Happily, there is a bipartisan political consensus in California to go along with the scientific consensus that responsible and regulated hydraulic fracturing is safe and is a great benefit to our state. Governor [Jerry] Brown, one of the nation's leading environmental advocates, was very clear that he and the regulators at the Division of Oil, Gas and Geothermal Resources (DOGGR) would let science be their guide, rather than, as he put it, "jumping on any ideological bandwagons."

Following DOGGR's lead, the governor and the large majority of the heavily Democratic legislature opposed several fracking moratorium bills and instead passed SB 4, California's new comprehensive regulations on well stimulation. Under SB 4, the industry now operates under even more strict regulation than before, with a host of fracking-specific rules designed to make the process even more transparent and to address the concerns that many Californians have expressed in the wake of the activist misinformation campaign.

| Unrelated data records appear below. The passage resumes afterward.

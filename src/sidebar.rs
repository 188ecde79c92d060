//! Navigation-tree walk: classify every sidebar node, create its stub record,
//! and queue the page parse that will fill it in later.

use std::sync::LazyLock;

use ego_tree::NodeId;
use scraper::Selector;
use tracing::info;

use crate::jobs::Job;
use crate::markup::{selector, Document};
use crate::model::{Category, EnumValue, Record, RecordPath, Tree};
use crate::parser::content::LinkRegistry;

static PANEL_LINKS: LazyLock<Selector> = LazyLock::new(|| selector("a.cm.panel"));
static HOOK_LINKS: LazyLock<Selector> = LazyLock::new(|| selector("a.cm.event"));
static ENUM_LINKS: LazyLock<Selector> = LazyLock::new(|| selector("a.cm.enum"));
static SECTIONS: LazyLock<Selector> = LazyLock::new(|| selector("details.level1"));
static SUMMARY_LINK: LazyLock<Selector> = LazyLock::new(|| selector("summary > a"));
static ANY_LINK: LazyLock<Selector> = LazyLock::new(|| selector("a"));
static CM_LINK: LazyLock<Selector> = LazyLock::new(|| selector("a.cm"));

/// Hook families documented under a different global name.
const FAMILY_RENAMES: &[(&str, &str)] = &[("WEAPON", "SWEP"), ("ENTITY", "ENT")];

/// Stub tree plus the page parses still owed to it.
pub struct Plan {
    pub tree: Tree,
    pub jobs: Vec<Job>,
    pub links: LinkRegistry,
}

struct Walker<'a> {
    doc: &'a Document,
    wiki_path: &'a str,
    tree: Tree,
    jobs: Vec<Job>,
    links: LinkRegistry,
}

/// Walk the sidebar markup. Panels go first so panel hooks can be told apart.
pub fn walk(markup: &str, wiki_path: &str) -> Plan {
    let mut doc = Document::parse(markup);
    let sections = section_labels(&mut doc);

    let mut w = Walker {
        doc: &doc,
        wiki_path,
        tree: Tree::default(),
        jobs: Vec::new(),
        links: LinkRegistry::default(),
    };

    w.register_panels();
    w.register_hooks();
    w.register_enums();

    for (label, section) in sections {
        match label.as_str() {
            "Globals" => w.globals(section),
            "Structs" => w.structs(section),
            "Panels" => {
                let mut items = w.level2_items(section);
                items.extend(
                    w.chain(section, &["ul", "li", "a"])
                        .into_iter()
                        .filter(|&a| w.doc.has_class(a, "cm")),
                );
                w.subcategory(Category::Panels, items);
            }
            "Classes" => {
                let items = w.level2_items(section);
                w.subcategory(Category::Classes, items);
            }
            "Libraries" => {
                let items = w.level2_items(section);
                w.subcategory(Category::Libraries, items);
            }
            _ => {}
        }
    }

    info!(
        "Sidebar: {} globals, {} hook families, {} panels, {} classes, {} libraries, {} structs; {} pages queued, {} links registered",
        w.tree.globals.len(),
        w.tree.hooks.len(),
        w.tree.panels.len(),
        w.tree.classes.len(),
        w.tree.libraries.len(),
        w.tree.structs.len(),
        w.jobs.len(),
        w.links.len(),
    );

    Plan {
        tree: w.tree,
        jobs: w.jobs,
        links: w.links,
    }
}

/// Top-level sections with their display label. The label div's second
/// child (the item count) is dropped before reading the text.
fn section_labels(doc: &mut Document) -> Vec<(String, NodeId)> {
    let mut out = Vec::new();
    for section in doc.select(doc.body(), &SECTIONS) {
        let Some(div) = doc
            .child_named(section, "summary")
            .and_then(|s| doc.child_named(s, "div"))
        else {
            continue;
        };
        if let Some(&count) = doc.child_elements(div).get(1) {
            doc.remove(count);
        }
        out.push((doc.text(div).trim().to_string(), section));
    }
    out
}

impl Walker<'_> {
    /// Follow direct children by tag name, e.g. `["ul", "li", "a"]`.
    fn chain(&self, from: NodeId, tags: &[&str]) -> Vec<NodeId> {
        tags.iter().fold(vec![from], |nodes, tag| {
            nodes
                .into_iter()
                .flat_map(|n| self.doc.children_named(n, tag))
                .collect()
        })
    }

    fn level2_items(&self, section: NodeId) -> Vec<NodeId> {
        self.chain(section, &["ul", "li", "details"])
            .into_iter()
            .filter(|&d| self.doc.has_class(d, "level2"))
            .collect()
    }

    fn link_of(&self, el: NodeId) -> Option<String> {
        let href = self.doc.attr(el, "href")?;
        Some(href.strip_prefix(self.wiki_path).unwrap_or(href).to_string())
    }

    /// Set `LINK` from the node's href; optionally remember link → name.
    fn add_link(&mut self, record: &mut Record, el: NodeId, name: &str, register: bool) {
        if let Some(link) = self.link_of(el) {
            if register {
                self.links.register(&link, name);
            }
            record.link = Some(link);
        }
    }

    fn queue(&mut self, job: Job) {
        self.jobs.push(job);
    }

    // ── Pass 1: panels, hooks, enums ──

    fn register_panels(&mut self) {
        let doc = self.doc;
        for panel in doc.select(doc.body(), &PANEL_LINKS) {
            if let Some(search) = doc.attr(panel, "search") {
                self.tree
                    .panels
                    .insert(search.replace(' ', "_"), Record::container(None));
            }
        }
    }

    fn register_hooks(&mut self) {
        let doc = self.doc;
        for hook in doc.select(doc.body(), &HOOK_LINKS) {
            let Some(search) = doc.attr(hook, "search") else {
                continue;
            };
            let mut path = search.split(':');
            let (Some(family), Some(member)) = (path.next(), path.next()) else {
                continue;
            };

            if self.tree.panels.contains_key(family) {
                continue;
            }

            let family_href = format!("{}{}_HOOKS", self.wiki_path, family);
            let family = FAMILY_RENAMES
                .iter()
                .find(|(from, _)| *from == family)
                .map_or(family, |(_, to)| *to)
                .to_string();

            let family_path = RecordPath::new(Category::Hooks, &family);
            if !self.tree.hooks.contains_key(&family) {
                self.tree
                    .hooks
                    .insert(family.clone(), Record::container(Some(family.clone())));
                self.queue(Job::Summary {
                    href: family_href,
                    target: family_path.clone(),
                });
            }

            let search = format!("{}:{}", family, member);
            let mut record = Record::callable(&search);
            record.apply_classes(doc.classes(hook), false);
            self.add_link(&mut record, hook, &search, false);

            if let Some(members) = self
                .tree
                .hooks
                .get_mut(&family)
                .and_then(Record::members_mut)
            {
                members.insert(member.to_string(), record);
            }
            if let Some(href) = doc.attr(hook, "href") {
                self.queue(Job::Hook {
                    href: href.to_string(),
                    target: family_path.member(member),
                });
            }
        }
    }

    fn register_enums(&mut self) {
        let doc = self.doc;
        for node in doc.select(doc.body(), &ENUM_LINKS) {
            let Some(href) = doc.attr(node, "href") else {
                continue;
            };
            let mut base = Record::enum_value(EnumValue {
                family: doc.attr(node, "search").map(str::to_string),
                ..EnumValue::default()
            });
            base.link = self.link_of(node);
            base.apply_classes(doc.classes(node), true);
            self.queue(Job::Enum {
                href: href.to_string(),
                base,
            });
        }
    }

    // ── Pass 2: labelled sections ──

    fn globals(&mut self, section: NodeId) {
        let doc = self.doc;
        for a in self.chain(section, &["ul", "li", "a"]) {
            let Some(name) = doc.attr(a, "search").map(str::to_string) else {
                continue;
            };
            let mut record = Record::callable(&name);
            record.apply_classes(doc.classes(a), false);
            self.add_link(&mut record, a, &name, true);
            self.tree.globals.insert(name.clone(), record);

            if let Some(href) = doc.attr(a, "href") {
                self.queue(Job::Function {
                    href: href.to_string(),
                    target: RecordPath::new(Category::Globals, name),
                });
            }
        }
    }

    fn structs(&mut self, section: NodeId) {
        let doc = self.doc;
        for a in self.chain(section, &["ul", "li", "a"]) {
            let Some(name) = doc.attr(a, "search").map(str::to_string) else {
                continue;
            };
            let mut record = Record::container(Some(name.clone()));
            record.apply_classes(doc.classes(a), true);
            self.add_link(&mut record, a, &name, true);
            self.tree.structs.insert(name.clone(), record);

            if let Some(href) = doc.attr(a, "href") {
                self.queue(Job::Struct {
                    href: href.to_string(),
                    target: RecordPath::new(Category::Structs, name),
                });
            }
        }
    }

    /// Name of a category node: its summary link's `search`, spaces → `_`.
    fn subcategory_name(&self, node: NodeId) -> Option<String> {
        let link = self
            .doc
            .select_first(node, &SUMMARY_LINK)
            .or_else(|| self.doc.select_first(node, &ANY_LINK))?;
        let search = self.doc.attr(link, "search")?;
        Some(search.trim().replace(' ', "_"))
    }

    /// Top-level entries of Panels/Classes/Libraries.
    fn subcategory(&mut self, category: Category, items: Vec<NodeId>) {
        let doc = self.doc;
        for item in items {
            let Some(name) = self.subcategory_name(item) else {
                continue;
            };

            let mut record = Record::container(Some(name.clone()));
            record.apply_classes(doc.classes(item), true);
            self.add_link(&mut record, item, &name, false);
            self.tree.category_mut(category).insert(name.clone(), record);

            let path = RecordPath::new(category, &name);
            let summary_link = doc.child_named(item, "summary").and_then(|s| {
                doc.children_named(s, "a")
                    .into_iter()
                    .find(|&a| doc.has_class(a, "cm"))
            });

            match summary_link {
                Some(link) => {
                    self.queue_summary(link, &path);
                    let deprecated = doc.has_class(item, "depr");
                    self.members(&path, item, deprecated);
                }
                None => {
                    if let Some(link) = doc.select_first(item, &CM_LINK) {
                        self.queue_summary(link, &path);
                    }
                }
            }
        }
    }

    fn queue_summary(&mut self, link: NodeId, target: &RecordPath) {
        let doc = self.doc;
        if let Some(href) = doc.attr(link, "href") {
            self.queue(Job::Summary {
                href: href.to_string(),
                target: target.clone(),
            });
        }
    }

    /// Entries under a category: leaf links become callable members, nested
    /// `<details>` become sub-containers. `deprecated` only flows downward.
    fn members(&mut self, parent: &RecordPath, node: NodeId, deprecated: bool) {
        let doc = self.doc;
        for li in self.chain(node, &["ul", "li"]) {
            if let Some(a) = doc.child_named(li, "a") {
                let Some(search) = doc.attr(a, "search").map(str::to_string) else {
                    continue;
                };
                let name = match search.split_once(':') {
                    Some((_, member)) => member.to_string(),
                    None => doc.text(a).trim().to_string(),
                };

                let mut record = Record::callable(&search);
                if deprecated {
                    record.docs.deprecated.flag();
                }
                record.apply_classes(doc.classes(a), true);
                self.add_link(&mut record, a, &name, false);
                self.insert_member(parent, &name, record);

                if let Some(href) = doc.attr(a, "href") {
                    self.queue(Job::Function {
                        href: href.to_string(),
                        target: parent.member(&name),
                    });
                }
            } else {
                let Some(name) = self.subcategory_name(li) else {
                    continue;
                };
                let mut record = Record::container(None);
                record.apply_classes(doc.classes(li), true);
                self.add_link(&mut record, li, &name, false);
                self.insert_member(parent, &name, record);

                let nested = deprecated || doc.has_class(li, "depr");
                if let Some(details) = doc.child_named(li, "details") {
                    self.members(&parent.member(&name), details, nested);
                }
            }
        }
    }

    fn insert_member(&mut self, parent: &RecordPath, name: &str, record: Record) {
        if let Some(members) = self.tree.get_mut(parent).and_then(Record::members_mut) {
            members.insert(name.to_string(), record);
        }
    }
}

Producers now have to pre-notify both regulators as well as surrounding residents and property owners before doing any hydraulic fracturing. They must post on a public website all chemicals used in the process as well as amounts of water and disposal methods. They must obtain an approved groundwater monitoring program that ensures no fluids are escaping the wellbore.

Hydraulic fracturing has dramatically lowered greenhouse gas emissions in the United States because fracking is required for natural gas development in other areas of the country. President Obama—certainly a strong environmentalist—acknowledged this when he said, "We should strengthen our position as the top natural gas producer because in the medium term at least it not only can provide safe, cheap power, but it can also help reduce our carbon emissions."

Regulators should continue to review the rules that apply for hydraulic fracturing and find ways to improve them to ensure that the public has the information it needs about the process. The facts clearly show that this technology can be used safely as has been the case for the last 60 years.